PROBLEM DESCRIPTION: Would you please state how many lines in the entries contain the word "Command"? Only the number should be given.

[[ DATA SHOWN open ]]

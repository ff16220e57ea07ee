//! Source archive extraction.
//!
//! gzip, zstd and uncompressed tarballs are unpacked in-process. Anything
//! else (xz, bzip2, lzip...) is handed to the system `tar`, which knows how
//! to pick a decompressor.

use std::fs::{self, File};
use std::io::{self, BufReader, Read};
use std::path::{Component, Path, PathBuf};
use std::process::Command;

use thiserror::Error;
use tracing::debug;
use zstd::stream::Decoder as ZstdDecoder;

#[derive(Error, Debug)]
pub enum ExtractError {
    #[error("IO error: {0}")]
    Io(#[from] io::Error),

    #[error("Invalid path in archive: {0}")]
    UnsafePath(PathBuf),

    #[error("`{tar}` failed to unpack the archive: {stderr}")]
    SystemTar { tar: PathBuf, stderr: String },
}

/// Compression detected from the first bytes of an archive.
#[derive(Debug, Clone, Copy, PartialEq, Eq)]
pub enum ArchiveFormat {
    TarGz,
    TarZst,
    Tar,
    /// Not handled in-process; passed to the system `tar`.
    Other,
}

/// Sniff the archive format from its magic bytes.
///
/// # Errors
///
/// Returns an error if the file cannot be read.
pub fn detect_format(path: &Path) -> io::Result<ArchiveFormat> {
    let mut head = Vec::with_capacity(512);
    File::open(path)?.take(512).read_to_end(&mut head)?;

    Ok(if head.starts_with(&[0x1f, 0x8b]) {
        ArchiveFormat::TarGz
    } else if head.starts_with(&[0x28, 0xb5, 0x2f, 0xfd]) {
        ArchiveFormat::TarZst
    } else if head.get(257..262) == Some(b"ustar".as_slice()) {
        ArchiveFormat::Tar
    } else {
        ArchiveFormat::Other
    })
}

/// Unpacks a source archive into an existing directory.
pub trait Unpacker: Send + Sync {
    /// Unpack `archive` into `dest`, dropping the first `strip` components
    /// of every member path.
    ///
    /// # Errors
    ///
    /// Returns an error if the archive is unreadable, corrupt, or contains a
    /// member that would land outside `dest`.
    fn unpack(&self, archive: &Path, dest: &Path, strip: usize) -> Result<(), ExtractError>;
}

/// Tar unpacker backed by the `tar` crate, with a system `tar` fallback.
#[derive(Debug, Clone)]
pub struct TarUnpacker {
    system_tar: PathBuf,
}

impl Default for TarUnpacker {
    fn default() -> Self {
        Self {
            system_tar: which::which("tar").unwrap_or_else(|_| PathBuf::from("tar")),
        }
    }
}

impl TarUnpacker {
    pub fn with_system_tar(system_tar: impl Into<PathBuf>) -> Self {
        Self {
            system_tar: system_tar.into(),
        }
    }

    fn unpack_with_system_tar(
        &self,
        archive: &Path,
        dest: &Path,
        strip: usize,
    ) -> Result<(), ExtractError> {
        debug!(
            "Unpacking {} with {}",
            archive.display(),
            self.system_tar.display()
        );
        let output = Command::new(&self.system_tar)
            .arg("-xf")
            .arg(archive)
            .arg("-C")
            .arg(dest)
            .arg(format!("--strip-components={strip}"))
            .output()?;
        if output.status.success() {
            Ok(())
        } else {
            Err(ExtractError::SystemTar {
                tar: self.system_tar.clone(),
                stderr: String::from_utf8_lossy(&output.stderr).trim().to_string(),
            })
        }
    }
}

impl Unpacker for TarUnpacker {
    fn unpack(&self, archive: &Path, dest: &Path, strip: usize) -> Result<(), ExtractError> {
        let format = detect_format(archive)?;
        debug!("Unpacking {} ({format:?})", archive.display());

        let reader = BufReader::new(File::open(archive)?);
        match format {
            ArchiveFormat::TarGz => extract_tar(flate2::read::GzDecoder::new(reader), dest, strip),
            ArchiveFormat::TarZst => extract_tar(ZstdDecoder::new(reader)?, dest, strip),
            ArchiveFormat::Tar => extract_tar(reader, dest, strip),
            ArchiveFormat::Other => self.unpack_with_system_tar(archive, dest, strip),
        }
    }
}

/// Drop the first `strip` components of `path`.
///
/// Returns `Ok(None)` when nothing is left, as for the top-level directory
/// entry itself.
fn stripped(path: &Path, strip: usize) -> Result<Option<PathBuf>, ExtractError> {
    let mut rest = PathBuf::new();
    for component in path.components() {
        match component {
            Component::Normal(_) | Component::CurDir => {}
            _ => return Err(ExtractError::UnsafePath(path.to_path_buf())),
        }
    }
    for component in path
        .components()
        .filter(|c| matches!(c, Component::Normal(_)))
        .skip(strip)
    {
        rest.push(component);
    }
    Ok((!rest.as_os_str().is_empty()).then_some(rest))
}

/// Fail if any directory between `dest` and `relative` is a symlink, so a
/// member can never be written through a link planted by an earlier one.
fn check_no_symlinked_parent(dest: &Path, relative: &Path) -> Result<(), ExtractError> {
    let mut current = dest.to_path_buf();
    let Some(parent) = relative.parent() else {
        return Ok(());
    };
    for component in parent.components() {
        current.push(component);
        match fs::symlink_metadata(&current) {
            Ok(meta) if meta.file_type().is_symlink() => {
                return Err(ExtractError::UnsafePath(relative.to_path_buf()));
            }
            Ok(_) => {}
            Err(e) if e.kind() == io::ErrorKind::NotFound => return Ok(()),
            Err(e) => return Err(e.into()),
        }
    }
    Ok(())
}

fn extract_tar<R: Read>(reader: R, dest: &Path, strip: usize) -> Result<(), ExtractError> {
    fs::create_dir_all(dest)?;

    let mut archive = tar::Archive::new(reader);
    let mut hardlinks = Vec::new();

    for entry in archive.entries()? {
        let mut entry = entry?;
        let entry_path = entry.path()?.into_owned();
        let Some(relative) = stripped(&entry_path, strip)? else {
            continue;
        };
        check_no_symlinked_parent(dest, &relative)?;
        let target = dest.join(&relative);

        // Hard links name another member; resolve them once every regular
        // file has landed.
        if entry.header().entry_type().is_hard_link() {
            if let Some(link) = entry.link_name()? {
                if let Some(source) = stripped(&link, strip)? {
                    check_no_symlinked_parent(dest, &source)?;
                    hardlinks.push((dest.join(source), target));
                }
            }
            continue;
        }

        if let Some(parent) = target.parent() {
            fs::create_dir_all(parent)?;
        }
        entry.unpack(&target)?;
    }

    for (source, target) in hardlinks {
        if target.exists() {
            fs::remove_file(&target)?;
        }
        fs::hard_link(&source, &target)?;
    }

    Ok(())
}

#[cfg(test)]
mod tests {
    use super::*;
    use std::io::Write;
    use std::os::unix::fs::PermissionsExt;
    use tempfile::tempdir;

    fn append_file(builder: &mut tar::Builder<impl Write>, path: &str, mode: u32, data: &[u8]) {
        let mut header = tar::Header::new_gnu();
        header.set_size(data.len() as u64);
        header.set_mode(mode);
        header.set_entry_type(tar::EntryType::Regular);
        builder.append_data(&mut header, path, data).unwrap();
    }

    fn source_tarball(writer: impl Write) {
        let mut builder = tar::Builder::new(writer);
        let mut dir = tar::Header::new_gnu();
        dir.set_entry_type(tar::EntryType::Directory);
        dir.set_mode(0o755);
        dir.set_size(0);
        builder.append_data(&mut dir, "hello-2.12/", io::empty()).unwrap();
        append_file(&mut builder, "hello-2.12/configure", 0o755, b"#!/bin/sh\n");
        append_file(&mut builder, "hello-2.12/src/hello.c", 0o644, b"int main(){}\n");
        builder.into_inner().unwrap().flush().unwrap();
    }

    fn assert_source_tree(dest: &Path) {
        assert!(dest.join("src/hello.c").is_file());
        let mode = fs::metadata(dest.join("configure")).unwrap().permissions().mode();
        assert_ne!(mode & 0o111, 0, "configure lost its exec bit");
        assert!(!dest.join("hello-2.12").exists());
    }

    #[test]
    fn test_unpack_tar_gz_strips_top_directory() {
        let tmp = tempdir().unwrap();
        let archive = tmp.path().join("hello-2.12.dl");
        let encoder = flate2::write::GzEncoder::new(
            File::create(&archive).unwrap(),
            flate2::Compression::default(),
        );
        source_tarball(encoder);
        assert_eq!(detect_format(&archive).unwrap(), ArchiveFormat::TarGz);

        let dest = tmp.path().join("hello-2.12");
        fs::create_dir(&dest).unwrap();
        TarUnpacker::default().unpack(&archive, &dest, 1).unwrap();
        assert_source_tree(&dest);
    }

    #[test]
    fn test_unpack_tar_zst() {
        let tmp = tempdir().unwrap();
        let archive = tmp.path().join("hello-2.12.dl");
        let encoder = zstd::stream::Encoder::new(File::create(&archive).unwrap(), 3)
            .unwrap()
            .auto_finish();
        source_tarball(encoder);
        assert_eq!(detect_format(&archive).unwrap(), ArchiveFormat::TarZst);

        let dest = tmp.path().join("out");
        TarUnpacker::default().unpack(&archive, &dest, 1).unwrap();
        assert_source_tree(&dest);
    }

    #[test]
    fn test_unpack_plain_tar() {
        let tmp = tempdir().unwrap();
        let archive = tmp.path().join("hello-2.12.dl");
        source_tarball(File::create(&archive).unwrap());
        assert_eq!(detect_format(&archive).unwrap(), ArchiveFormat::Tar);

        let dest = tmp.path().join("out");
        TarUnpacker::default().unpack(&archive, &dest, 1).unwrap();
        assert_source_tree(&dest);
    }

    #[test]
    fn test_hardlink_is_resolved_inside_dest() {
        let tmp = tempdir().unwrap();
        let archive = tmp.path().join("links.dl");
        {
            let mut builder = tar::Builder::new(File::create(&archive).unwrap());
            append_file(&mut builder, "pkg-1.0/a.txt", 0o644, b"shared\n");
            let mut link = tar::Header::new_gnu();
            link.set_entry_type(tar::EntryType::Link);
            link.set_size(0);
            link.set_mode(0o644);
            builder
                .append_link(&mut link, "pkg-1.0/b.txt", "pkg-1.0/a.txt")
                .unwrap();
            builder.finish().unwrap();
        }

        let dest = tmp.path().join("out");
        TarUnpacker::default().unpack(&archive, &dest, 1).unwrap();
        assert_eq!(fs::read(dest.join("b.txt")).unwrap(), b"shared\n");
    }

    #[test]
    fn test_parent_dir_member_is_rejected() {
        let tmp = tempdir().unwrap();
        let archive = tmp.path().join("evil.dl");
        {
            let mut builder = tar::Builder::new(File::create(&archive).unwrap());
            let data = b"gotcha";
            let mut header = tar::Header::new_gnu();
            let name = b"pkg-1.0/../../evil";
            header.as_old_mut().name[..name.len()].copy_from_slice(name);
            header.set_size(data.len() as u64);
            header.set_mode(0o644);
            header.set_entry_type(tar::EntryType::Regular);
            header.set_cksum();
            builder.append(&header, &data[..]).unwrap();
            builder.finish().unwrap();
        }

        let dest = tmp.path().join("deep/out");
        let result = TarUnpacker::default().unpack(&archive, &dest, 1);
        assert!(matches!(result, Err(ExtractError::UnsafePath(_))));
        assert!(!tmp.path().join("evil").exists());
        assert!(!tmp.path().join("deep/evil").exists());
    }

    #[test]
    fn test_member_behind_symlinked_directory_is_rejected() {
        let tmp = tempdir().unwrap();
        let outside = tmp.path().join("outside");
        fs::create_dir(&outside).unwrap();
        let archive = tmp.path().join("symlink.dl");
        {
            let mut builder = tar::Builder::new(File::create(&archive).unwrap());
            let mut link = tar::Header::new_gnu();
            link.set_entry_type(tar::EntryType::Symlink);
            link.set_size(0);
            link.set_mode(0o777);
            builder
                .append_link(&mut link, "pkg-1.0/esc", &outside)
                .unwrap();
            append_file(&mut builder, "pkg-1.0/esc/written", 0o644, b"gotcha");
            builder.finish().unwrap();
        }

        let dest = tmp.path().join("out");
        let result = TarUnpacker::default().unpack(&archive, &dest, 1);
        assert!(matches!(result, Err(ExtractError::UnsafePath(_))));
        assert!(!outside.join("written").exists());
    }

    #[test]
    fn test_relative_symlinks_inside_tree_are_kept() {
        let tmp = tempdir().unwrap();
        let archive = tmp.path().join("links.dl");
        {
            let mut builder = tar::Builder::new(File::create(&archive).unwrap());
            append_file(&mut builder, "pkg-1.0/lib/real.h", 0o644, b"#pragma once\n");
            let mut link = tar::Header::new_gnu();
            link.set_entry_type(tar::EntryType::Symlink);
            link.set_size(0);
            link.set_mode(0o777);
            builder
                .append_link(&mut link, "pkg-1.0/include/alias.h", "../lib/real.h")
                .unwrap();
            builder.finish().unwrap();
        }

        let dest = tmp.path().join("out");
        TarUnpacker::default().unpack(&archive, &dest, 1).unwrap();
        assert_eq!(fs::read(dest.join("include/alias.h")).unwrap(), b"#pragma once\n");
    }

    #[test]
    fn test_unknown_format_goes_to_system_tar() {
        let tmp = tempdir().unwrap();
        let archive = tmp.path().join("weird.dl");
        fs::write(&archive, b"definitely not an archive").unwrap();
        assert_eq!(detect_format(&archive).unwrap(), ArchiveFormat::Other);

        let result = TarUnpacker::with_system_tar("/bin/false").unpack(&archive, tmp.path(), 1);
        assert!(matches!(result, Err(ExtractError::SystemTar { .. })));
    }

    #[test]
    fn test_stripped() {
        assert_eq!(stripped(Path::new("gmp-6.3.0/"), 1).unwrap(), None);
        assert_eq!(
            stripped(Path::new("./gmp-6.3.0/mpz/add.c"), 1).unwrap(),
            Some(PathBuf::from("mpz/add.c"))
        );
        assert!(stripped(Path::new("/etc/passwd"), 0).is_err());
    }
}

[[ DATA SHOWN closed ]]
[[ DATA SHOWN open ]]

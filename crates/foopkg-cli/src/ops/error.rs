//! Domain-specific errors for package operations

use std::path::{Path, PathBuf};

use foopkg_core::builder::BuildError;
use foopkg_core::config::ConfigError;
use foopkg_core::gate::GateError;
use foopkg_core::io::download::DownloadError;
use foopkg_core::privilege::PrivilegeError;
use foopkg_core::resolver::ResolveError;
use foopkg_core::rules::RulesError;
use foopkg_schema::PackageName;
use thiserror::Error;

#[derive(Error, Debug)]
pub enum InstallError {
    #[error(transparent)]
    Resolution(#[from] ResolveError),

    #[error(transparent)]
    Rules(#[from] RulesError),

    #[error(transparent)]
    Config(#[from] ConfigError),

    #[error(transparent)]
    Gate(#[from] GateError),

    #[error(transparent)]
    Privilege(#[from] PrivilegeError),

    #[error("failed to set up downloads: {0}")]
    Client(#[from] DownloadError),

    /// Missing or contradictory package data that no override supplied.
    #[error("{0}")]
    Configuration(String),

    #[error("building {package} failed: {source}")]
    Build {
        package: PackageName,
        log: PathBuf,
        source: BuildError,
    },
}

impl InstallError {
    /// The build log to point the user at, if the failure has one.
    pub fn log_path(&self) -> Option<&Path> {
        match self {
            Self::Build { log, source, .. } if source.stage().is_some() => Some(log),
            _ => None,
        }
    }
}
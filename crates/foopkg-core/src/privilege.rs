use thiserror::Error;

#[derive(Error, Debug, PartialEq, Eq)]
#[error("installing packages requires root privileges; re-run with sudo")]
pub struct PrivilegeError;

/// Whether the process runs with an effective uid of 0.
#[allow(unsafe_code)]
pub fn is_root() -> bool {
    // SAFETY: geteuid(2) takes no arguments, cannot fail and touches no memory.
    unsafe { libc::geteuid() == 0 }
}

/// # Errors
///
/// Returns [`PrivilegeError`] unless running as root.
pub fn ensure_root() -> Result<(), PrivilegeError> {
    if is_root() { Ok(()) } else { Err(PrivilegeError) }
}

[[ DATA SHOWN closed ]]

ANSWER SECTION: 2